*** Opening Extracted data ***

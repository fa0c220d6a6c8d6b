//! Pen styles for rendering strokes
//!
//! Each tool family is its own type that knows how to:
//! - Report its static stroke settings (width, color, opacity, linecap)
//! - Restyle a segment from the pen state at its first point
//!
//! The per-family formulas are empirical fits to the device's output. They
//! expect the decoder's unit conversions: speed and width are 4x the device
//! value, pressure is on a 0-255 scale and direction is 255 per full turn.

use std::f64::consts::TAU;

use enum_dispatch::enum_dispatch;

use crate::errors::PenError;
use crate::scene::Point;
use crate::types::{Rgb, channel};

/// Segment length for pens that never restyle along a stroke.
pub const UNSEGMENTED: usize = 1000;

/// Tool codes as written by the device. The `*2` codes are later firmware
/// revisions of the same tool and alias the same family.
#[derive(Clone, Copy, Debug, PartialEq, Eq, Hash)]
pub enum Tool {
    Paintbrush1,
    Pencil1,
    Ballpoint1,
    Marker1,
    Fineliner1,
    Highlighter1,
    Eraser,
    MechanicalPencil1,
    EraserArea,
    Paintbrush2,
    MechanicalPencil2,
    Pencil2,
    Ballpoint2,
    Marker2,
    Fineliner2,
    Highlighter2,
    Calligraphy,
    Shader,
}

impl TryFrom<u32> for Tool {
    type Error = PenError;

    fn try_from(code: u32) -> Result<Self, Self::Error> {
        Ok(match code {
            0 => Tool::Paintbrush1,
            1 => Tool::Pencil1,
            2 => Tool::Ballpoint1,
            3 => Tool::Marker1,
            4 => Tool::Fineliner1,
            5 => Tool::Highlighter1,
            6 => Tool::Eraser,
            7 => Tool::MechanicalPencil1,
            8 => Tool::EraserArea,
            12 => Tool::Paintbrush2,
            13 => Tool::MechanicalPencil2,
            14 => Tool::Pencil2,
            15 => Tool::Ballpoint2,
            16 => Tool::Marker2,
            17 => Tool::Fineliner2,
            18 => Tool::Highlighter2,
            21 => Tool::Calligraphy,
            23 => Tool::Shader,
            code => return Err(PenError::UnknownTool { code }),
        })
    }
}

impl Tool {
    pub fn is_highlighter(self) -> bool {
        matches!(self, Tool::Highlighter1 | Tool::Highlighter2)
    }
}

/// Device color codes.
#[derive(Clone, Copy, Debug, PartialEq, Eq, Hash)]
pub enum PenColor {
    Black,
    Gray,
    White,
    Yellow,
    Green,
    Pink,
    Blue,
    Red,
    GrayOverlap,
    /// Used by every highlighter color on some firmware versions.
    Highlight,
    Green2,
    Cyan,
    Magenta,
    Yellow2,
}

impl PenColor {
    pub fn from_code(code: u32) -> Option<PenColor> {
        Some(match code {
            0 => PenColor::Black,
            1 => PenColor::Gray,
            2 => PenColor::White,
            3 => PenColor::Yellow,
            4 => PenColor::Green,
            5 => PenColor::Pink,
            6 => PenColor::Blue,
            7 => PenColor::Red,
            8 => PenColor::GrayOverlap,
            9 => PenColor::Highlight,
            10 => PenColor::Green2,
            11 => PenColor::Cyan,
            12 => PenColor::Magenta,
            13 => PenColor::Yellow2,
            _ => return None,
        })
    }

    pub fn rgb(self) -> Rgb {
        match self {
            PenColor::Black => Rgb(0, 0, 0),
            PenColor::Gray => Rgb(144, 144, 144),
            PenColor::White => Rgb(255, 255, 255),
            PenColor::Yellow => Rgb(251, 247, 25),
            PenColor::Green => Rgb(0, 255, 0),
            PenColor::Pink => Rgb(255, 192, 203),
            PenColor::Blue => Rgb(78, 105, 201),
            PenColor::Red => Rgb(179, 62, 57),
            PenColor::GrayOverlap => Rgb(125, 125, 125),
            PenColor::Highlight => Rgb(247, 232, 81),
            PenColor::Green2 => Rgb(161, 216, 125),
            PenColor::Cyan => Rgb(139, 208, 229),
            PenColor::Magenta => Rgb(183, 130, 205),
            PenColor::Yellow2 => Rgb(247, 232, 81),
        }
    }
}

#[derive(Clone, Copy, Debug, PartialEq, Eq)]
pub enum LineCap {
    Round,
    Square,
}

impl LineCap {
    pub fn as_str(self) -> &'static str {
        match self {
            LineCap::Round => "round",
            LineCap::Square => "square",
        }
    }
}

/// Static settings every pen family starts from.
#[derive(Clone, Debug, PartialEq)]
pub struct PenBase {
    pub name: &'static str,
    pub width: f64,
    pub color: Rgb,
    pub opacity: f64,
    pub linecap: LineCap,
    /// Points sharing one style before the next restyle.
    pub segment_length: usize,
}

impl PenBase {
    fn new(name: &'static str, width: f64, color: Rgb) -> Self {
        Self {
            name,
            width,
            color,
            opacity: 1.0,
            linecap: LineCap::Round,
            segment_length: UNSEGMENTED,
        }
    }

    fn segment_length(mut self, n: usize) -> Self {
        self.segment_length = n.max(1);
        self
    }

    fn opacity(mut self, opacity: f64) -> Self {
        self.opacity = opacity;
        self
    }

    fn linecap(mut self, linecap: LineCap) -> Self {
        self.linecap = linecap;
        self
    }
}

/// Style applied to one segment of a stroke.
#[derive(Clone, Copy, Debug, PartialEq)]
pub struct SegmentStyle {
    pub width: f64,
    pub color: Rgb,
    pub opacity: f64,
}

/// Convert the encoded pen direction to a tilt angle in radians.
pub fn direction_to_tilt(direction: f64) -> f64 {
    direction * TAU / 255.0
}

fn clamp01(value: f64) -> f64 {
    if value.is_nan() { 0.0 } else { value.clamp(0.0, 1.0) }
}

/// Common behavior for all pen families
#[enum_dispatch]
pub trait PenStyle {
    /// Static settings of this pen
    fn base(&self) -> &PenBase;

    fn segment_length(&self) -> usize {
        self.base().segment_length
    }

    fn width_at(&self, _point: &Point, _last_width: f64) -> f64 {
        self.base().width
    }

    fn color_at(&self, _point: &Point, _last_width: f64) -> Rgb {
        self.base().color
    }

    fn opacity_at(&self, _point: &Point, _last_width: f64) -> f64 {
        self.base().opacity
    }

    /// Everything a new segment starting at `point` needs.
    fn segment_style(&self, point: &Point, last_width: f64) -> SegmentStyle {
        SegmentStyle {
            width: self.width_at(point, last_width),
            color: self.color_at(point, last_width),
            opacity: clamp01(self.opacity_at(point, last_width)),
        }
    }
}

// ============================================================================
// Pen Families
// ============================================================================

#[derive(Clone, Debug, PartialEq)]
pub struct Fineliner(PenBase);

impl Fineliner {
    pub fn new(width: f64, color: Rgb) -> Self {
        Self(PenBase::new("Fineliner", width * 1.8, color))
    }
}

impl PenStyle for Fineliner {
    fn base(&self) -> &PenBase {
        &self.0
    }
}

#[derive(Clone, Debug, PartialEq)]
pub struct Ballpoint(PenBase);

impl Ballpoint {
    pub fn new(width: f64, color: Rgb) -> Self {
        Self(PenBase::new("Ballpoint", width, color).segment_length(5))
    }
}

impl PenStyle for Ballpoint {
    fn base(&self) -> &PenBase {
        &self.0
    }

    fn width_at(&self, p: &Point, _last_width: f64) -> f64 {
        (0.5 + p.pressure / 255.0) + (p.width / 4.0) - 0.5 * ((p.speed / 4.0) / 50.0)
    }

    // Shading goes into the color rather than the opacity: overlapping
    // round caps would otherwise darken every joint.
    fn color_at(&self, p: &Point, _last_width: f64) -> Rgb {
        let intensity = (0.1 * -((p.speed / 4.0) / 35.0)) + (1.2 * p.pressure / 255.0) + 0.5;
        let intensity = clamp01(intensity);
        Rgb::gray(((intensity - 1.0).abs() * 255.0).trunc().min(60.0))
    }
}

#[derive(Clone, Debug, PartialEq)]
pub struct Marker(PenBase);

impl Marker {
    pub fn new(width: f64, color: Rgb) -> Self {
        Self(PenBase::new("Marker", width, color).segment_length(3))
    }
}

impl PenStyle for Marker {
    fn base(&self) -> &PenBase {
        &self.0
    }

    fn width_at(&self, p: &Point, last_width: f64) -> f64 {
        0.9 * ((p.width / 4.0) - 0.4 * direction_to_tilt(p.direction)) + (0.1 * last_width)
    }
}

#[derive(Clone, Debug, PartialEq)]
pub struct Pencil(PenBase);

impl Pencil {
    pub fn new(width: f64, color: Rgb) -> Self {
        Self(PenBase::new("Pencil", width, color).segment_length(2))
    }
}

impl PenStyle for Pencil {
    fn base(&self) -> &PenBase {
        &self.0
    }

    fn width_at(&self, p: &Point, _last_width: f64) -> f64 {
        let base = self.0.width;
        let tilt = direction_to_tilt(p.direction).max(0.0);
        let width = 0.7
            * ((((0.8 * base) + (0.5 * p.pressure / 255.0)) * (p.width / 4.0))
                - (0.25 * tilt.powf(1.8))
                - (0.6 * (p.speed / 4.0) / 50.0));
        width.min(base * 10.0)
    }

    fn opacity_at(&self, p: &Point, _last_width: f64) -> f64 {
        let opacity = (0.1 * -((p.speed / 4.0) / 35.0)) + (p.pressure / 255.0);
        clamp01(opacity) - 0.1
    }
}

#[derive(Clone, Debug, PartialEq)]
pub struct MechanicalPencil(PenBase);

impl MechanicalPencil {
    pub fn new(width: f64, color: Rgb) -> Self {
        Self(PenBase::new("Mechanical Pencil", width * width, color).opacity(0.7))
    }
}

impl PenStyle for MechanicalPencil {
    fn base(&self) -> &PenBase {
        &self.0
    }
}

#[derive(Clone, Debug, PartialEq)]
pub struct Brush(PenBase);

impl Brush {
    pub fn new(width: f64, color: Rgb) -> Self {
        Self(PenBase::new("Brush", width, color).segment_length(2))
    }
}

impl PenStyle for Brush {
    fn base(&self) -> &PenBase {
        &self.0
    }

    fn width_at(&self, p: &Point, _last_width: f64) -> f64 {
        0.7 * (((1.0 + (1.4 * p.pressure / 255.0)) * (p.width / 4.0))
            - (0.5 * direction_to_tilt(p.direction))
            - ((p.speed / 4.0) / 50.0))
    }

    fn color_at(&self, p: &Point, _last_width: f64) -> Rgb {
        let pressure = (p.pressure / 255.0).max(0.0);
        let intensity = (pressure.powf(1.5) - 0.2 * ((p.speed / 4.0) / 50.0)) * 1.5;
        let rev = (clamp01(intensity) - 1.0).abs();
        let Rgb(r, g, b) = self.0.color;
        Rgb(
            channel(rev * (255.0 - r as f64)),
            channel(rev * (255.0 - g as f64)),
            channel(rev * (255.0 - b as f64)),
        )
    }
}

#[derive(Clone, Debug, PartialEq)]
pub struct Highlighter(PenBase);

impl Highlighter {
    pub const WIDTH: f64 = 15.0;

    pub fn new(color: Rgb) -> Self {
        Self(
            PenBase::new("Highlighter", Self::WIDTH, color)
                .linecap(LineCap::Square)
                .opacity(0.3),
        )
    }
}

impl PenStyle for Highlighter {
    fn base(&self) -> &PenBase {
        &self.0
    }
}

#[derive(Clone, Debug, PartialEq)]
pub struct Shader(PenBase);

impl Shader {
    pub const WIDTH: f64 = 12.0;

    pub fn new(color: Rgb) -> Self {
        Self(PenBase::new("Shader", Self::WIDTH, color).opacity(0.1))
    }
}

impl PenStyle for Shader {
    fn base(&self) -> &PenBase {
        &self.0
    }
}

/// Erasing is drawn as a white overlay.
#[derive(Clone, Debug, PartialEq)]
pub struct Eraser(PenBase);

impl Eraser {
    pub fn new(width: f64) -> Self {
        Self(PenBase::new("Eraser", width * 2.0, PenColor::White.rgb()).linecap(LineCap::Square))
    }
}

impl PenStyle for Eraser {
    fn base(&self) -> &PenBase {
        &self.0
    }
}

/// Area erasure leaves no visible ink.
#[derive(Clone, Debug, PartialEq)]
pub struct EraseArea(PenBase);

impl EraseArea {
    pub fn new(width: f64, color: Rgb) -> Self {
        Self(
            PenBase::new("Erase Area", width, color)
                .linecap(LineCap::Square)
                .opacity(0.0),
        )
    }
}

impl PenStyle for EraseArea {
    fn base(&self) -> &PenBase {
        &self.0
    }
}

#[derive(Clone, Debug, PartialEq)]
pub struct Calligraphy(PenBase);

impl Calligraphy {
    pub fn new(width: f64, color: Rgb) -> Self {
        Self(PenBase::new("Calligraphy", width, color).segment_length(2))
    }
}

impl PenStyle for Calligraphy {
    fn base(&self) -> &PenBase {
        &self.0
    }

    fn width_at(&self, p: &Point, last_width: f64) -> f64 {
        0.9 * (((1.0 + p.pressure / 255.0) * (p.width / 4.0))
            - 0.3 * direction_to_tilt(p.direction))
            + (0.1 * last_width)
    }
}

// ============================================================================
// Pen
// ============================================================================

/// A pen of any family, chosen once per stroke.
#[enum_dispatch(PenStyle)]
#[derive(Clone, Debug, PartialEq)]
pub enum Pen {
    Fineliner,
    Ballpoint,
    Marker,
    Pencil,
    MechanicalPencil,
    Brush,
    Highlighter,
    Shader,
    Eraser,
    EraseArea,
    Calligraphy,
}

impl Pen {
    /// Pick the pen family for a raw tool code.
    ///
    /// Unknown color codes draw in black; callers that want to report them
    /// check [`PenColor::from_code`] themselves.
    pub fn create(tool: u32, color: u32, thickness_scale: f64) -> Result<Pen, PenError> {
        let tool = Tool::try_from(tool)?;
        let rgb = PenColor::from_code(color).map_or(Rgb::BLACK, PenColor::rgb);
        Ok(Pen::for_tool(tool, rgb, thickness_scale))
    }

    pub fn for_tool(tool: Tool, color: Rgb, width: f64) -> Pen {
        match tool {
            Tool::Paintbrush1 | Tool::Paintbrush2 => Brush::new(width, color).into(),
            Tool::Calligraphy => Calligraphy::new(width, color).into(),
            Tool::Marker1 | Tool::Marker2 => Marker::new(width, color).into(),
            Tool::Ballpoint1 | Tool::Ballpoint2 => Ballpoint::new(width, color).into(),
            Tool::Fineliner1 | Tool::Fineliner2 => Fineliner::new(width, color).into(),
            Tool::Pencil1 | Tool::Pencil2 => Pencil::new(width, color).into(),
            Tool::MechanicalPencil1 | Tool::MechanicalPencil2 => {
                MechanicalPencil::new(width, color).into()
            }
            Tool::Highlighter1 | Tool::Highlighter2 => Highlighter::new(color).into(),
            Tool::Shader => Shader::new(color).into(),
            Tool::EraserArea => EraseArea::new(width, color).into(),
            Tool::Eraser => Eraser::new(width).into(),
        }
    }

    pub fn name(&self) -> &'static str {
        self.base().name
    }

    pub fn linecap(&self) -> LineCap {
        self.base().linecap
    }
}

*** Closing Extracted data ***

Quote every line from the line containing "pub fn name(&self)" through the closing line of the listing, including both.

Solution below —
    pub fn name(&self) -> &'static str {
        self.base().name
    }

    pub fn linecap(&self) -> LineCap {
        self.base().linecap
    }
}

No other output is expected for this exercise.